▶ Requirement
Copy each line of the data beneath in which the word "flag" appears.
******
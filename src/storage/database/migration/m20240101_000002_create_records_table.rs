use sea_orm_migration::prelude::*;

#[derive(DeriveMigrationName)]
pub struct Migration;

#[async_trait::async_trait]
impl MigrationTrait for Migration {
    async fn up(&self, manager: &SchemaManager) -> Result<(), DbErr> {
        let text = |column: Records| ColumnDef::new(column).string().not_null().default("").to_owned();
        let single_char = |column: Records| {
            ColumnDef::new(column)
                .string_len(1)
                .not_null()
                .default("")
                .to_owned()
        };
        let flag = |column: Records| {
            ColumnDef::new(column)
                .boolean()
                .not_null()
                .default(false)
                .to_owned()
        };

        manager
            .create_table(
                Table::create()
                    .table(Records::Table)
                    .if_not_exists()
                    .col(ColumnDef::new(Records::Id).uuid().not_null().primary_key())
                    .col(ColumnDef::new(Records::BatchId).uuid().not_null())
                    .col(ColumnDef::new(Records::RowNumber).integer().not_null())
                    .col(ColumnDef::new(Records::Run).string().not_null())
                    .col(single_char(Records::CheckDigit))
                    .col(text(Records::FirstNames))
                    .col(text(Records::PaternalSurname))
                    .col(text(Records::MaternalSurname))
                    .col(ColumnDef::new(Records::BirthDate).date().not_null())
                    .col(single_char(Records::Gender))
                    .col(text(Records::Tier))
                    .col(ColumnDef::new(Records::CutDate).date().not_null())
                    .col(text(Records::FacilityCode))
                    .col(text(Records::FacilityName))
                    .col(text(Records::OriginFacilityCode))
                    .col(text(Records::OriginFacilityName))
                    .col(text(Records::OriginCommuneCode))
                    .col(text(Records::OriginCommuneName))
                    .col(text(Records::DestinationFacilityCode))
                    .col(text(Records::DestinationFacilityName))
                    .col(text(Records::DestinationCommuneCode))
                    .col(text(Records::DestinationCommuneName))
                    .col(flag(Records::TransferredIn))
                    .col(flag(Records::TransferredOut))
                    .col(flag(Records::NewlyEnrolled))
                    .col(flag(Records::PreviouslyBlocked))
                    .col(flag(Records::RejectedIneligible))
                    .col(flag(Records::RejectedDeceased))
                    .col(flag(Records::Authorized))
                    .col(text(Records::Outcome))
                    .col(ColumnDef::new(Records::RejectionReason).text().not_null().default(""))
                    .col(
                        ColumnDef::new(Records::CreatedAt)
                            .timestamp_with_time_zone()
                            .not_null()
                            .default(Expr::current_timestamp()),
                    )
                    .foreign_key(
                        ForeignKey::create()
                            .name("fk_records_batch_id")
                            .from(Records::Table, Records::BatchId)
                            .to(Batches::Table, Batches::Id)
                            .on_delete(ForeignKeyAction::Cascade),
                    )
                    .to_owned(),
            )
            .await?;

        let indexes: [(&str, Vec<Records>); 7] = [
            ("idx_records_run_check_digit", vec![Records::Run, Records::CheckDigit]),
            ("idx_records_cut_date", vec![Records::CutDate]),
            ("idx_records_facility_code", vec![Records::FacilityCode]),
            ("idx_records_newly_enrolled", vec![Records::NewlyEnrolled]),
            ("idx_records_transferred_in", vec![Records::TransferredIn]),
            ("idx_records_transferred_out", vec![Records::TransferredOut]),
            ("idx_records_batch_id", vec![Records::BatchId]),
        ];
        for (name, columns) in indexes {
            let mut index = Index::create();
            index.if_not_exists().name(name).table(Records::Table);
            for column in columns {
                index.col(column);
            }
            manager.create_index(index.to_owned()).await?;
        }

        Ok(())
    }

    async fn down(&self, manager: &SchemaManager) -> Result<(), DbErr> {
        manager
            .drop_table(Table::drop().table(Records::Table).to_owned())
            .await
    }
}

#[derive(DeriveIden, Clone, Copy)]
enum Records {
    Table,
    Id,
    BatchId,
    RowNumber,
    Run,
    CheckDigit,
    FirstNames,
    PaternalSurname,
    MaternalSurname,
    BirthDate,
    Gender,
    Tier,
    CutDate,
    FacilityCode,
    FacilityName,
    OriginFacilityCode,
    OriginFacilityName,
    OriginCommuneCode,
    OriginCommuneName,
    DestinationFacilityCode,
    DestinationFacilityName,
    DestinationCommuneCode,
    DestinationCommuneName,
    TransferredIn,
    TransferredOut,
    NewlyEnrolled,
    PreviouslyBlocked,
    RejectedIneligible,
    RejectedDeceased,
    Authorized,
    Outcome,
    RejectionReason,
    CreatedAt,
}

#[derive(DeriveIden)]
enum Batches {
    Table,
    Id,
}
******
▶ Task output
        let flag = |column: Records| {
                    .col(flag(Records::TransferredIn))
                    .col(flag(Records::TransferredOut))
                    .col(flag(Records::NewlyEnrolled))
                    .col(flag(Records::PreviouslyBlocked))
                    .col(flag(Records::RejectedIneligible))
                    .col(flag(Records::RejectedDeceased))
                    .col(flag(Records::Authorized))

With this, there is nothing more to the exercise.